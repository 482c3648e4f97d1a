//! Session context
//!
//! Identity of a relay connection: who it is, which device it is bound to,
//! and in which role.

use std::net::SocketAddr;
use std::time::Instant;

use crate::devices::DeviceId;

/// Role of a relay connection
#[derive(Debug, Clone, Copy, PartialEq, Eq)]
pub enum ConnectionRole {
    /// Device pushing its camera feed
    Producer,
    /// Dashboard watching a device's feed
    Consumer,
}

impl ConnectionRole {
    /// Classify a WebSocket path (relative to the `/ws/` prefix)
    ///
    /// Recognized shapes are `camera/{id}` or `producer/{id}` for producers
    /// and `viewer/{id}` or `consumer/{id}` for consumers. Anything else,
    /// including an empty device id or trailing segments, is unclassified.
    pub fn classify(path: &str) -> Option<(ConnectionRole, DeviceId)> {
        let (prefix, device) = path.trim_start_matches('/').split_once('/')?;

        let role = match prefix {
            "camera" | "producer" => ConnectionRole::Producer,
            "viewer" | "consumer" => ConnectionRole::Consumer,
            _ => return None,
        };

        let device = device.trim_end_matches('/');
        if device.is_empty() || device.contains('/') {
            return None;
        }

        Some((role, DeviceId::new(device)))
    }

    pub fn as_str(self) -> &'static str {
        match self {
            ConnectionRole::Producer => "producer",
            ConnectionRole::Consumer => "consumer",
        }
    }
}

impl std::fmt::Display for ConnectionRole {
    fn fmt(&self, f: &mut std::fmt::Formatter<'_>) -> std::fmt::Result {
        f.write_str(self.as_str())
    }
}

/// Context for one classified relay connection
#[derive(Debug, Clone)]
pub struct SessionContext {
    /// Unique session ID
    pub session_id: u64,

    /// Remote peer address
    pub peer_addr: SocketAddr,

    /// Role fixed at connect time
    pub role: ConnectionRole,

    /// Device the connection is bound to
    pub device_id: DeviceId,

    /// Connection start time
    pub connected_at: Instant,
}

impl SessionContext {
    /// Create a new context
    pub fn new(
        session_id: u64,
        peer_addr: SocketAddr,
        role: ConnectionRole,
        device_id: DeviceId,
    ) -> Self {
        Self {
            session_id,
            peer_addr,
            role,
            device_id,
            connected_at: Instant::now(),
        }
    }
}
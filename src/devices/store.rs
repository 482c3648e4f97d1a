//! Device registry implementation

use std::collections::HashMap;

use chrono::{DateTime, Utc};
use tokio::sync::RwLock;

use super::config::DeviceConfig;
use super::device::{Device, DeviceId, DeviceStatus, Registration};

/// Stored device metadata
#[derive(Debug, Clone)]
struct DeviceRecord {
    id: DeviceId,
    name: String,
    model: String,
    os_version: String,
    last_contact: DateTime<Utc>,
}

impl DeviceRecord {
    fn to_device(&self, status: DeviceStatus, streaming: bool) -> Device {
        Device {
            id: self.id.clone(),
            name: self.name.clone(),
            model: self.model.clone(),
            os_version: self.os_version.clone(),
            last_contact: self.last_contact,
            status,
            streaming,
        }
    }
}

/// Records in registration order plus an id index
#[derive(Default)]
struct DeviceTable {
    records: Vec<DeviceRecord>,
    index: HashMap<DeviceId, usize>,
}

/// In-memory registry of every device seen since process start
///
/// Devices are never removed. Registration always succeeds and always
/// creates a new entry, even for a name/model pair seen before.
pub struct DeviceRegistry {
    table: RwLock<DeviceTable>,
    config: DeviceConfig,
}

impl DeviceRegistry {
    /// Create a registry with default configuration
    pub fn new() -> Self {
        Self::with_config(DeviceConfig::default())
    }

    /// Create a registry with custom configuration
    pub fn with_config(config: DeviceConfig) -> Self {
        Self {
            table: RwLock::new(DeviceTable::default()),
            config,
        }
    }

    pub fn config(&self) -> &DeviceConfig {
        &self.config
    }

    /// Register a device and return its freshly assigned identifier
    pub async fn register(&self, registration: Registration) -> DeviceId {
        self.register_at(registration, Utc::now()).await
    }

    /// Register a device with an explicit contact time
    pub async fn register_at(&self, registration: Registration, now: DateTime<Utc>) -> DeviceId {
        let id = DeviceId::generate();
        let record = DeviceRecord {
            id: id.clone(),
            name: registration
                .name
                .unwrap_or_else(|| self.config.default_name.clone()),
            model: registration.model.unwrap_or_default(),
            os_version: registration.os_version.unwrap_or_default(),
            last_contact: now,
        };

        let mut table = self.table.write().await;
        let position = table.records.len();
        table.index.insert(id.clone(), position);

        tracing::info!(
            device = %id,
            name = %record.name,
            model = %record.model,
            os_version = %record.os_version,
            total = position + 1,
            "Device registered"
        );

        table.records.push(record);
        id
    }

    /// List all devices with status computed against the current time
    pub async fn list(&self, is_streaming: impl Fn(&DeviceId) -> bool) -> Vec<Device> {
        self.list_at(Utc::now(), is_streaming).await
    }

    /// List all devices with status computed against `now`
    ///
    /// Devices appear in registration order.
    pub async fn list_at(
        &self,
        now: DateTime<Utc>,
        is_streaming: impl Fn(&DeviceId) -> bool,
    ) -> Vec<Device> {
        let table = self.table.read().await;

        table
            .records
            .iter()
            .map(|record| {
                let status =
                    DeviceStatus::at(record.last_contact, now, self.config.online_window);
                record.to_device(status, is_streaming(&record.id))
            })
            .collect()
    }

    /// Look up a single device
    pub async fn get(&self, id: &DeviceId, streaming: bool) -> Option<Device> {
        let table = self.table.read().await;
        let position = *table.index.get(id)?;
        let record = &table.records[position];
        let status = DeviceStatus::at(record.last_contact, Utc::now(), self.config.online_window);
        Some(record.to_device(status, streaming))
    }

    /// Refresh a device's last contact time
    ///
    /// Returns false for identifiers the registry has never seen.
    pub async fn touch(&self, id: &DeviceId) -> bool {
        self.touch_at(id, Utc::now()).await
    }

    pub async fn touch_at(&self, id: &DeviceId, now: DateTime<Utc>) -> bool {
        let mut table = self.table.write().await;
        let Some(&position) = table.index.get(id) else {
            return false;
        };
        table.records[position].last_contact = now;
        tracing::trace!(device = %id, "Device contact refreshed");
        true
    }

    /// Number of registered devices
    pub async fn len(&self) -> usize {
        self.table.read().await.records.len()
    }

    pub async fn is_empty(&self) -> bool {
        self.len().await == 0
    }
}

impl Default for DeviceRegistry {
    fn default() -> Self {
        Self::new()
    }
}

*-*-*

● **Task to complete**
In this exercise, copy only the lines from the opening line of the material through the line where "Unique session ID" appears.

● **Answer to the problem**
repository 482c3648e4f97d1a
//! Session context
//!
//! Identity of a relay connection: who it is, which device it is bound to,
//! and in which role.

use std::net::SocketAddr;
use std::time::Instant;

use crate::devices::DeviceId;

/// Role of a relay connection
#[derive(Debug, Clone, Copy, PartialEq, Eq)]
pub enum ConnectionRole {
    /// Device pushing its camera feed
    Producer,
    /// Dashboard watching a device's feed
    Consumer,
}

impl ConnectionRole {
    /// Classify a WebSocket path (relative to the `/ws/` prefix)
    ///
    /// Recognized shapes are `camera/{id}` or `producer/{id}` for producers
    /// and `viewer/{id}` or `consumer/{id}` for consumers. Anything else,
    /// including an empty device id or trailing segments, is unclassified.
    pub fn classify(path: &str) -> Option<(ConnectionRole, DeviceId)> {
        let (prefix, device) = path.trim_start_matches('/').split_once('/')?;

        let role = match prefix {
            "camera" | "producer" => ConnectionRole::Producer,
            "viewer" | "consumer" => ConnectionRole::Consumer,
            _ => return None,
        };

        let device = device.trim_end_matches('/');
        if device.is_empty() || device.contains('/') {
            return None;
        }

        Some((role, DeviceId::new(device)))
    }

    pub fn as_str(self) -> &'static str {
        match self {
            ConnectionRole::Producer => "producer",
            ConnectionRole::Consumer => "consumer",
        }
    }
}

impl std::fmt::Display for ConnectionRole {
    fn fmt(&self, f: &mut std::fmt::Formatter<'_>) -> std::fmt::Result {
        f.write_str(self.as_str())
    }
}

/// Context for one classified relay connection
#[derive(Debug, Clone)]
pub struct SessionContext {
    /// Unique session ID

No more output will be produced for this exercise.